Woodruff, who has lived in Jackson since she was 15, has a scalp condition which seems to worsen when she bathes at home, so she drives 20 minutes to her mother’s house in Pearl to shower, she said.
Like many of the hundreds of parents in attendance, she only recently learned of the history of lead in Jackson’s water. She hopes blood tests on her and her children might yield some answers.
But as of now, she just doesn’t know.
Residents blame a parade of city and state politicians who they say never cared enough to address the situation. They’d rather squabble across party lines than help the people of Jackson, in many residents’ eyes.
“You want to give millions to a football player … but you’re not taking care of the kids,” Wilson said. “Our kids are suffering. It’s an embarrassment for the capital city.”
Inequity compounds problems
Andrew and Sarah Howard eventually placed their son in therapy after he was diagnosed with sensory processing disorder at age 4. Later, they learned he also has attention deficit disorder. It was easier to make a connection when their second child began showing some of the same tendencies, particularly with noises and smells.
They’ve stopped blaming themselves. They still feel overwhelmed at times. Their daughter recently became upset, covering her ears in the car when a Weeknd song came through the speakers.
“I just got the worst feeling inside my head,” the 10-year-old said. “The sound of the bass was making my eardrums rumble.”

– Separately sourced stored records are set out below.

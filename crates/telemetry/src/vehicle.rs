//! Vehicle-bus collaborator

use std::time::{Duration, Instant};

/// Connection snapshot reported by the vehicle bus
#[derive(Debug, Clone, Copy, Default, PartialEq, Eq)]
pub struct BusStats {
    /// Interface is up
    pub connected: bool,
    /// Arrival time of the most recent message
    pub last_message_time: Option<Instant>,
}

/// Decoded vehicle bus, polled for overlay text
pub trait VehicleBus: Send {
    fn stats(&self) -> BusStats;

    /// Fuel consumed since the last reset, in litres
    fn fuel_consumed_liters(&self) -> Option<f64>;
}

/// Bus health shown on the overlay
#[derive(Debug, Clone, Copy, PartialEq, Eq)]
pub enum CanStatus {
    /// Connected with recent traffic
    Ok,
    /// Connected, but quiet for longer than the stale window
    Idle,
    /// Interface down
    Off,
}

impl CanStatus {
    /// Classify a stats snapshot at time `now`
    pub fn from_stats(stats: &BusStats, now: Instant, stale_after: Duration) -> Self {
        if !stats.connected {
            return CanStatus::Off;
        }
        match stats.last_message_time {
            Some(t) if now.saturating_duration_since(t) <= stale_after => CanStatus::Ok,
            _ => CanStatus::Idle,
        }
    }

    pub fn label(&self) -> &'static str {
        match self {
            CanStatus::Ok => "CAN OK",
            CanStatus::Idle => "CAN IDLE",
            CanStatus::Off => "CAN OFF",
        }
    }
}

#[cfg(test)]
mod tests {
    use super::*;
    use proptest::prelude::*;

    #[test]
    fn test_can_status_classification() {
        let now = Instant::now();
        let stale = Duration::from_secs(5);

        let off = BusStats::default();
        assert_eq!(CanStatus::from_stats(&off, now, stale), CanStatus::Off);

        let silent = BusStats {
            connected: true,
            last_message_time: None,
        };
        assert_eq!(CanStatus::from_stats(&silent, now, stale), CanStatus::Idle);

        let fresh = BusStats {
            connected: true,
            last_message_time: Some(now),
        };
        assert_eq!(CanStatus::from_stats(&fresh, now, stale), CanStatus::Ok);
        assert_eq!(
            CanStatus::from_stats(&fresh, now + Duration::from_secs(6), stale),
            CanStatus::Idle
        );
    }

    #[test]
    fn test_labels() {
        assert_eq!(CanStatus::Ok.label(), "CAN OK");
        assert_eq!(CanStatus::Idle.label(), "CAN IDLE");
        assert_eq!(CanStatus::Off.label(), "CAN OFF");
    }

    proptest! {
        #[test]
        fn prop_status_follows_message_age(
            connected in any::<bool>(),
            age_ms in 0u64..20_000,
            stale_ms in 0u64..10_000,
        ) {
            let last = Instant::now();
            let stats = BusStats {
                connected,
                last_message_time: Some(last),
            };
            let status = CanStatus::from_stats(
                &stats,
                last + Duration::from_millis(age_ms),
                Duration::from_millis(stale_ms),
            );
            let expected = match (connected, age_ms <= stale_ms) {
                (false, _) => CanStatus::Off,
                (true, true) => CanStatus::Ok,
                (true, false) => CanStatus::Idle,
            };
            prop_assert_eq!(status, expected);
        }
    }
}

The Howards have techniques and coping mechanisms — noise-canceling headphones for restaurants, for instance — to help their son, now 15, and daughter through their days.
“It’s so uneven,” Sarah said.
Where he has spent years researching his children’s conditions and the state of the water in his hometown, Andrew wonders how many people — in a city where the average annual income per person is around $23,000 — have the wherewithal let alone the time and resources to scrutinize such matters, he said.
“That’s infuriating,” he said. “What about the people who don’t know to ask these questions?”
Friends and family have long asked the Howards why they stay in Jackson, and the answer is simple: They love it here. This latest crisis marks the first time in 16 years the couple has questioned their convictions, Sarah Howard said.
The same goes for many in Jackson. There’s still so much they just don’t know.
Stern, the attorney, hears a lot from less-than-proud Jacksonians, residents who are ashamed to be likened to Flint and far-flung developing countries, people who don’t have an answer when friends and family outside Jackson ask why they didn’t speak up sooner.
“People here feel like the country is watching them for the first time ever, and they haven’t advocated for themselves in such a meaningful way over the last few years partially because they didn’t know what was happening in their pipes,” he said.
Jackson, like Flint and other cities where his firm has taken on cases involving lead in the water, has a chance to send a message to cities across the nation, Stern said.
It’s past time, the attorney said, that people know.